- _RECORDS SUPPLIED_:
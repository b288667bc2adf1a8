//! Pattern matching against the real graph.
//!
//! Matching is top-down and recursive: the candidate output's producer is
//! checked against the pattern node's constraints, then each expected input
//! pattern is matched against the corresponding real input's producer. A
//! wildcard consumes its producer without recursing. Matching either
//! succeeds with a complete binding map or fails with no observable effect -
//! bindings accumulated along a failed branch are rolled back before the
//! next alternative or candidate is tried.

use smallvec::SmallVec;

use crate::graph::{Graph, NodeId, OutputRef};
use crate::pattern::{CompiledPattern, KindConstraint, LabelTable, Pattern};

/// Single binding entry: (interned label index, matched output).
pub type BindingStore = SmallVec<[(u8, OutputRef); 4]>;

/// Bindings produced by one successful match attempt.
#[derive(Debug)]
pub struct MatchBindings<'p> {
    labels: &'p LabelTable,
    entries: BindingStore,
}

impl<'p> MatchBindings<'p> {
    fn new(labels: &'p LabelTable) -> Self {
        Self { labels, entries: BindingStore::new() }
    }

    /// Output bound under `label`, if the matched branch bound it.
    pub fn get(&self, label: &str) -> Option<OutputRef> {
        let index = self.labels.index_of(label)?;
        self.entries.iter().find(|(bound, _)| *bound == index).map(|(_, output)| *output)
    }

    /// Producer node bound under `label`.
    pub fn node(&self, label: &str) -> Option<NodeId> {
        self.get(label).map(|output| output.node)
    }

    fn set(&mut self, index: u8, output: OutputRef) {
        for (bound, existing) in self.entries.iter_mut() {
            if *bound == index {
                *existing = output;
                return;
            }
        }
        self.entries.push((index, output));
    }

    fn mark(&self) -> usize {
        self.entries.len()
    }

    fn rollback(&mut self, mark: usize) {
        self.entries.truncate(mark);
    }
}

/// Attempt to match `pattern` rooted at `root`.
///
/// Returns the binding map on success, `None` on any predicate failure.
/// Failure is the expected, frequent outcome and has zero side effects.
pub fn match_pattern<'p>(graph: &Graph, pattern: &'p CompiledPattern, root: OutputRef) -> Option<MatchBindings<'p>> {
    let mut bindings = MatchBindings::new(pattern.labels());
    match_at(graph, pattern.pattern(), pattern.labels(), root, &mut bindings).then_some(bindings)
}

fn match_at(graph: &Graph, pattern: &Pattern, labels: &LabelTable, output: OutputRef, bindings: &mut MatchBindings) -> bool {
    match pattern {
        Pattern::AnyOf { alternatives, label } => {
            let mark = bindings.mark();
            for alternative in alternatives {
                if match_at(graph, alternative, labels, output, bindings) {
                    if let Some(label) = label {
                        bindings.set(interned(labels, label), output);
                    }
                    return true;
                }
                bindings.rollback(mark);
            }
            false
        }
        Pattern::Node { kind, inputs, rank, shape_pred, consumers, label } => {
            let node = graph.node(output.node);
            if let KindConstraint::OneOf(tags) = kind {
                if !tags.contains(&node.kind.tag()) {
                    return false;
                }
            }
            let desc = node.output(output.slot);
            if rank.is_some_and(|expected| desc.shape.len() != expected) {
                return false;
            }
            if shape_pred.is_some_and(|pred| !pred(&desc.shape)) {
                return false;
            }
            if consumers.is_some_and(|expected| desc.consumers().len() != expected) {
                return false;
            }
            if let Some(expected) = inputs {
                if node.inputs().len() != expected.len() {
                    return false;
                }
                let sources: SmallVec<[OutputRef; 4]> = node.inputs().iter().copied().collect();
                let mark = bindings.mark();
                for (child, source) in expected.iter().zip(sources) {
                    if !match_at(graph, child, labels, source, bindings) {
                        bindings.rollback(mark);
                        return false;
                    }
                }
            }
            if let Some(label) = label {
                bindings.set(interned(labels, label), output);
            }
            true
        }
    }
}

fn interned(labels: &LabelTable, label: &str) -> u8 {
    labels.index_of(label).expect("label interned at compile time")
}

- _TASK DIRECTIONS_: Output the records verbatim, from the first line to the last.

- _TASK RESULT_:
repository b288667bc2adf1a8
//! Pattern matching against the real graph.
//!
//! Matching is top-down and recursive: the candidate output's producer is
//! checked against the pattern node's constraints, then each expected input
//! pattern is matched against the corresponding real input's producer. A
//! wildcard consumes its producer without recursing. Matching either
//! succeeds with a complete binding map or fails with no observable effect -
//! bindings accumulated along a failed branch are rolled back before the
//! next alternative or candidate is tried.

use smallvec::SmallVec;

use crate::graph::{Graph, NodeId, OutputRef};
use crate::pattern::{CompiledPattern, KindConstraint, LabelTable, Pattern};

/// Single binding entry: (interned label index, matched output).
pub type BindingStore = SmallVec<[(u8, OutputRef); 4]>;

/// Bindings produced by one successful match attempt.
#[derive(Debug)]
pub struct MatchBindings<'p> {
    labels: &'p LabelTable,
    entries: BindingStore,
}

impl<'p> MatchBindings<'p> {
    fn new(labels: &'p LabelTable) -> Self {
        Self { labels, entries: BindingStore::new() }
    }

    /// Output bound under `label`, if the matched branch bound it.
    pub fn get(&self, label: &str) -> Option<OutputRef> {
        let index = self.labels.index_of(label)?;
        self.entries.iter().find(|(bound, _)| *bound == index).map(|(_, output)| *output)
    }

    /// Producer node bound under `label`.
    pub fn node(&self, label: &str) -> Option<NodeId> {
        self.get(label).map(|output| output.node)
    }

    fn set(&mut self, index: u8, output: OutputRef) {
        for (bound, existing) in self.entries.iter_mut() {
            if *bound == index {
                *existing = output;
                return;
            }
        }
        self.entries.push((index, output));
    }

    fn mark(&self) -> usize {
        self.entries.len()
    }

    fn rollback(&mut self, mark: usize) {
        self.entries.truncate(mark);
    }
}

/// Attempt to match `pattern` rooted at `root`.
///
/// Returns the binding map on success, `None` on any predicate failure.
/// Failure is the expected, frequent outcome and has zero side effects.
pub fn match_pattern<'p>(graph: &Graph, pattern: &'p CompiledPattern, root: OutputRef) -> Option<MatchBindings<'p>> {
    let mut bindings = MatchBindings::new(pattern.labels());
    match_at(graph, pattern.pattern(), pattern.labels(), root, &mut bindings).then_some(bindings)
}

fn match_at(graph: &Graph, pattern: &Pattern, labels: &LabelTable, output: OutputRef, bindings: &mut MatchBindings) -> bool {
    match pattern {
        Pattern::AnyOf { alternatives, label } => {
            let mark = bindings.mark();
            for alternative in alternatives {
                if match_at(graph, alternative, labels, output, bindings) {
                    if let Some(label) = label {
                        bindings.set(interned(labels, label), output);
                    }
                    return true;
                }
                bindings.rollback(mark);
            }
            false
        }
        Pattern::Node { kind, inputs, rank, shape_pred, consumers, label } => {
            let node = graph.node(output.node);
            if let KindConstraint::OneOf(tags) = kind {
                if !tags.contains(&node.kind.tag()) {
                    return false;
                }
            }
            let desc = node.output(output.slot);
            if rank.is_some_and(|expected| desc.shape.len() != expected) {
                return false;
            }
            if shape_pred.is_some_and(|pred| !pred(&desc.shape)) {
                return false;
            }
            if consumers.is_some_and(|expected| desc.consumers().len() != expected) {
                return false;
            }
            if let Some(expected) = inputs {
                if node.inputs().len() != expected.len() {
                    return false;
                }
                let sources: SmallVec<[OutputRef; 4]> = node.inputs().iter().copied().collect();
                let mark = bindings.mark();
                for (child, source) in expected.iter().zip(sources) {
                    if !match_at(graph, child, labels, source, bindings) {
                        bindings.rollback(mark);
                        return false;
                    }
                }
            }
            if let Some(label) = label {
                bindings.set(interned(labels, label), output);
            }
            true
        }
    }
}

fn interned(labels: &LabelTable, label: &str) -> u8 {
    labels.index_of(label).expect("label interned at compile time")
}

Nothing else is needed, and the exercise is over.